We built two custom views matched to their actual workflow and added a daily automation rule that moved completed items without manual input. No new software. Same subscription. Within a week, the office manager noticed people were logging in again.

Before

Four tools at $800/month, 20% utilization. Default templates untouched. Staff tracking work in personal spreadsheets.

After

70% utilization within 6 weeks. The partner recovered 8 hours/month previously spent chasing task updates. Same $800/month, 3.5x the value extracted.

Law Firm $15K/mo recovered

Billing recovery

You've probably seen this at your own firm. During the assessment, we asked associates how they tracked time. One said, "I do it Friday afternoon from memory." Another pulled up a sticky note on their monitor. The firm had no daily entry prompt and no integration between time tracking and billing.

When we ran the numbers, $15,000/month in billable time was going unrecorded. Not unbillable work. Billable work that never made it into the system because no one was prompted and no process enforced it. That's $180,000 a year left on the table.
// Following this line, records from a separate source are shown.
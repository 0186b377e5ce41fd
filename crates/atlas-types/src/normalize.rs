//! Normalization outcome and page assembly.

use crate::tx::{Tx, TxPage, TX_PER_PAGE};
use tracing::warn;

/// Result of normalizing one source record.
///
/// `NotApplicable` is a deliberate filter: upstream explorer feeds
/// include transaction kinds the generic model does not represent.
/// `Malformed` is different, the record claimed a recognized shape but
/// its contents were invalid; those are surfaced, not silently dropped.
#[derive(Debug, Clone, PartialEq)]
pub enum Normalized {
	Tx(Tx),
	NotApplicable,
	Malformed(String),
}

impl Normalized {
	/// Shorthand for building a `Malformed` outcome.
	pub fn malformed(reason: impl Into<String>) -> Self {
		Normalized::Malformed(reason.into())
	}
}

/// Assembles a page from normalization outcomes, preserving source
/// order and enforcing the page-size cap. Transactions past the cap are
/// dropped entirely. Malformed records are logged and excluded.
pub fn collect_page<I>(outcomes: I) -> TxPage
where
	I: IntoIterator<Item = Normalized>,
{
	let mut txs = Vec::new();
	for outcome in outcomes {
		match outcome {
			Normalized::Tx(tx) => {
				if txs.len() < TX_PER_PAGE {
					txs.push(tx);
				}
			}
			Normalized::NotApplicable => {}
			Normalized::Malformed(reason) => {
				warn!(%reason, "dropping malformed source transaction");
			}
		}
	}
	TxPage(txs)
}
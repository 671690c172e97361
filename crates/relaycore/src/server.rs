//! `GameNodeServer` and `MasterServer`: the two runnable roles this crate
//! wires together from the lower layers. Wire framing and socket
//! acceptance are an integrator's concern (§1 non-goals); these types take
//! already-established [`Connection`]s and own everything above that.

use std::sync::Arc;

use relaycore_fleet::{Fleet, FleetConfig, LobbySurface, MasterSurface};
use relaycore_protocol::{
    ClientMessage, CreateRoomResponse, GameServerAddr, GameServerId, JoinRoomResponse, LobbyMessage,
    MasterServerMessage, RoomId, RoomStatus, ServerMessage,
};
use relaycore_room::{RoomConfig, RoomRegistry};
use relaycore_transport::Connection;

use crate::handler::handle_game_connection;
use crate::Error;

/// A game node: owns a [`RoomRegistry`] and spawns one session per
/// accepted client connection.
pub struct GameNodeServer {
    registry: Arc<RoomRegistry>,
}

impl GameNodeServer {
    pub fn new(room_config: RoomConfig) -> Self {
        Self { registry: Arc::new(RoomRegistry::new(room_config)) }
    }

    /// The room registry backing this node, e.g. for the test-only direct
    /// `CreateRoom` surface (§6) that bypasses the master's lobby.
    pub fn registry(&self) -> &Arc<RoomRegistry> {
        &self.registry
    }

    /// Test-surface room creation: idempotent by name, same as the
    /// registry itself. Production room creation goes through the
    /// master's lobby and `MasterSurface::handle_update`/allocation
    /// instead.
    pub fn create_room(&self, name: &str) -> (RoomId, bool) {
        self.registry.create_room(name)
    }

    /// Spawns a task that binds `connection` to a fresh session and runs
    /// it until the stream closes or a transport-fatal error occurs.
    pub fn spawn_session<C, E>(&self, connection: C) -> tokio::task::JoinHandle<Result<(), Error>>
    where
        C: Connection<ClientMessage, ServerMessage, Error = E> + 'static,
        E: std::error::Error + Send + Sync,
    {
        let registry = Arc::clone(&self.registry);
        tokio::spawn(handle_game_connection(registry, connection))
    }
}

/// The master node: owns a [`Fleet`] and exposes the lobby surface
/// (client-facing) and the master-server surface (game-node-facing).
pub struct MasterServer {
    fleet: Arc<Fleet>,
    lobby: LobbySurface,
    master: Arc<MasterSurface>,
}

impl MasterServer {
    pub fn new(fleet_config: FleetConfig) -> Self {
        let fleet = Arc::new(Fleet::new(fleet_config));
        let lobby = LobbySurface::new(Arc::clone(&fleet));
        let master = Arc::new(MasterSurface::new(Arc::clone(&fleet)));
        Self { fleet, lobby, master }
    }

    /// Direct access to the fleet, for diagnostics or advanced embedding.
    pub fn fleet(&self) -> &Arc<Fleet> {
        &self.fleet
    }

    // --- lobby surface (client-facing) -----------------------------

    pub fn create_room(&self, room_name: &str) -> Result<CreateRoomResponse, Error> {
        self.lobby.create_room(room_name).map_err(Error::from)
    }

    pub fn join_room(&self, room_id: RoomId) -> Result<JoinRoomResponse, Error> {
        self.lobby.join_room(room_id).map_err(Error::from)
    }

    pub async fn run_in_lobby<C, E>(&self, conn: &C) -> Result<(), Error>
    where
        C: Connection<(), LobbyMessage, Error = E>,
        E: std::error::Error + Send + Sync,
    {
        self.lobby.run_in_lobby(conn).await.map_err(Error::from)
    }

    // --- master-server surface (game-node-facing) -------------------

    pub fn register_game_server(&self, addr: GameServerAddr, capacity: u32) -> GameServerId {
        self.master.register_game_server(addr, capacity)
    }

    pub async fn run_register_stream<C, E>(
        &self,
        game_server_id: GameServerId,
        addr: &GameServerAddr,
        conn: &C,
    ) -> Result<(), Error>
    where
        C: Connection<(), MasterServerMessage, Error = E>,
        E: std::error::Error + Send + Sync,
    {
        self.master.run_register_stream(game_server_id, addr, conn).await.map_err(Error::from)
    }

    /// Applies an `Update` RPC batch. `metadata_game_server_id` is the
    /// value already extracted from the `quark-gameserver-id` header (see
    /// [`relaycore_protocol::GAMESERVER_ID_METADATA_KEY`] and
    /// [`GameServerId::from_metadata_value`]) — pass `None` when the header
    /// was absent or failed to parse; that surfaces as
    /// [`relaycore_fleet::FleetError::MissingAuth`] rather than being
    /// silently treated as a well-formed but unregistered id.
    pub fn handle_update(
        &self,
        metadata_game_server_id: Option<GameServerId>,
        updates: Vec<RoomStatus>,
    ) -> Result<(), Error> {
        self.master.handle_update(metadata_game_server_id, updates).map_err(Error::from)
    }
}
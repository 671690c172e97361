//! Room configuration and lifecycle state machine.

use serde::{Deserialize, Serialize};

/// Configuration for a room's broadcast engine.
#[derive(Debug, Clone, Copy, Serialize, Deserialize)]
pub struct RoomConfig {
    /// Capacity of each member's outbound queue. A delivery is dropped for
    /// a member whose queue is already full; other members are unaffected.
    pub outbound_queue_capacity: usize,

    /// Capacity of the room's own inbound command mailbox.
    pub command_queue_capacity: usize,
}

impl Default for RoomConfig {
    fn default() -> Self {
        Self {
            outbound_queue_capacity: 128,
            command_queue_capacity: 64,
        }
    }
}

/// The lifecycle state of a room's broadcast engine.
///
/// ```text
/// Running → Stopping → Stopped
/// ```
///
/// There is no "game" phase here — a room is a full-mesh broadcast group,
/// not a match with a start/finish. `Running` is every state between
/// creation and `stop()`.
#[derive(Debug, Clone, Copy, PartialEq, Eq, Serialize, Deserialize)]
pub enum RoomState {
    Running,
    Stopping,
    Stopped,
}

impl RoomState {
    /// Returns `true` if the room still accepts joins, leaves, and sends.
    pub fn is_running(&self) -> bool {
        matches!(self, Self::Running)
    }
}

impl std::fmt::Display for RoomState {
    fn fmt(&self, f: &mut std::fmt::Formatter<'_>) -> std::fmt::Result {
        match self {
            Self::Running => write!(f, "Running"),
            Self::Stopping => write!(f, "Stopping"),
            Self::Stopped => write!(f, "Stopped"),
        }
    }
}

#[cfg(test)]
mod tests {
    use super::*;

    #[test]
    fn default_config_matches_documented_constants() {
        let config = RoomConfig::default();
        assert_eq!(config.outbound_queue_capacity, 128);
        assert_eq!(config.command_queue_capacity, 64);
    }

    #[test]
    fn only_running_is_running() {
        assert!(RoomState::Running.is_running());
        assert!(!RoomState::Stopping.is_running());
        assert!(!RoomState::Stopped.is_running());
    }

    #[test]
    fn room_state_display() {
        assert_eq!(RoomState::Running.to_string(), "Running");
        assert_eq!(RoomState::Stopping.to_string(), "Stopping");
        assert_eq!(RoomState::Stopped.to_string(), "Stopped");
    }
}
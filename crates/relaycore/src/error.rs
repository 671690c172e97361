//! Unified error type composing every layer's own error enum.

use relaycore_fleet::FleetError;
use relaycore_room::RoomError;
use relaycore_session::SessionError;
use relaycore_transport::TransportError;

/// Top-level error wrapping every sub-crate's error type via `#[from]`, so
/// the `?` operator converts them automatically at the wiring layer.
#[derive(Debug, thiserror::Error)]
pub enum Error {
    /// A transport-level error (connection, send, recv).
    #[error(transparent)]
    Transport(#[from] TransportError),

    /// A room broadcast-engine or registry error.
    #[error(transparent)]
    Room(#[from] RoomError),

    /// A session-handler error (always transport-fatal — see
    /// [`SessionError`]).
    #[error(transparent)]
    Session(#[from] SessionError),

    /// A fleet-level error (allocation, lookup, auth).
    #[error(transparent)]
    Fleet(#[from] FleetError),
}

#[cfg(test)]
mod tests {
    use super::*;
    use relaycore_protocol::RoomId;

    #[test]
    fn wraps_transport_error() {
        let err: Error = TransportError::SendFailed.into();
        assert!(matches!(err, Error::Transport(_)));
    }

    #[test]
    fn wraps_room_error() {
        let err: Error = RoomError::NotFound(RoomId(1)).into();
        assert!(matches!(err, Error::Room(_)));
    }

    #[test]
    fn wraps_session_error() {
        let err: Error = SessionError::Transport("closed".into()).into();
        assert!(matches!(err, Error::Session(_)));
    }

    #[test]
    fn wraps_fleet_error() {
        let err: Error = FleetError::NotEnoughGameServers.into();
        assert!(matches!(err, Error::Fleet(_)));
    }
}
The managing partner's reaction: "That's a full salary."

We configured automated daily reminders tied to each associate's calendar and connected the time tracker directly to billing. Entry now happens at the point of work, not from recall days later.

Before

Time entered from memory at end of week. No daily prompt. No integration between time tracking and billing. $15K/month in billable work going unrecorded.

After

Daily automated reminders tied to calendars. Direct billing integration. $15K/month recovered. After three months, the managing partner reported billing accuracy up 35%.

Consulting Firm 4 hrs → 45 min

Intake overhaul

The pattern we see across consulting firms: every new proposal triggered six separate email threads. The principal, the associate, an admin, and sometimes the client were all copying information between messages, documents, and the CRM. Each intake took roughly four hours of collective time. At their billing rate, that's $800-1,200 lost per new client before the engagement even begins.

No standardized intake form. No CRM integration. No single entry point. The same client details were typed out three or four times across different systems. One associate called it "the copy-paste relay."

We built a single intake template with fields mapped directly to CRM records. One entry creates the client file, the project record, and the initial task list. Six email threads became one submission.

Before

Six email threads per proposal. Four hours of collective intake time. Client data entered manually into three separate systems.

After

Single intake form, auto-populated CRM records. 45 minutes total. The principal said it was the first process change in years that actually stuck.

Law Firm 40% → 85% adoption

Adoption turnaround

If this sounds familiar, you're not alone. This firm had rolled out a practice management system a year earlier. Adoption plateaued at 40%. When we asked partners who owned the system, three different people pointed at each other. There was no workflow owner, no check-in cadence, and no usage reporting.

The tools worked. The rollout process didn't. Nobody owned it after the vendor left.

We assigned workflow owners per practice area, established a monthly review cadence, and created a dashboard visible to all partners showing utilization by team. After three months, the managing partner reported adoption had reached 85%. At the six-month mark, it held.

Before

40% adoption after 12 months. No workflow owner. No usage metrics visible to leadership. No review cadence.

After

85% adoption within 90 days. Assigned owners per practice area. Monthly reviews with visible metrics. Sustained at 6 months.

What partners say

"We knew nobody was using the project management tool. Just didn't have time to figure out why. They sat down with us for one session, walked the whole stack, and the report made it obvious. Two weeks later, people were actually logging in."

Managing Partner, Accounting Practice, Vancouver

"I thought some billing leakage was just the cost of doing business. Then our assessment report showed $15,000 a month in unrecorded time. That number changes how you think about operations. The fix took less than a week."

Managing Partner, Law Firm, Vancouver

"We'd tried fixing adoption internally twice. Both times it faded after a month. The difference was someone actually owned it and measured it. Once our monthly reports showed the partners the numbers, the conversation changed."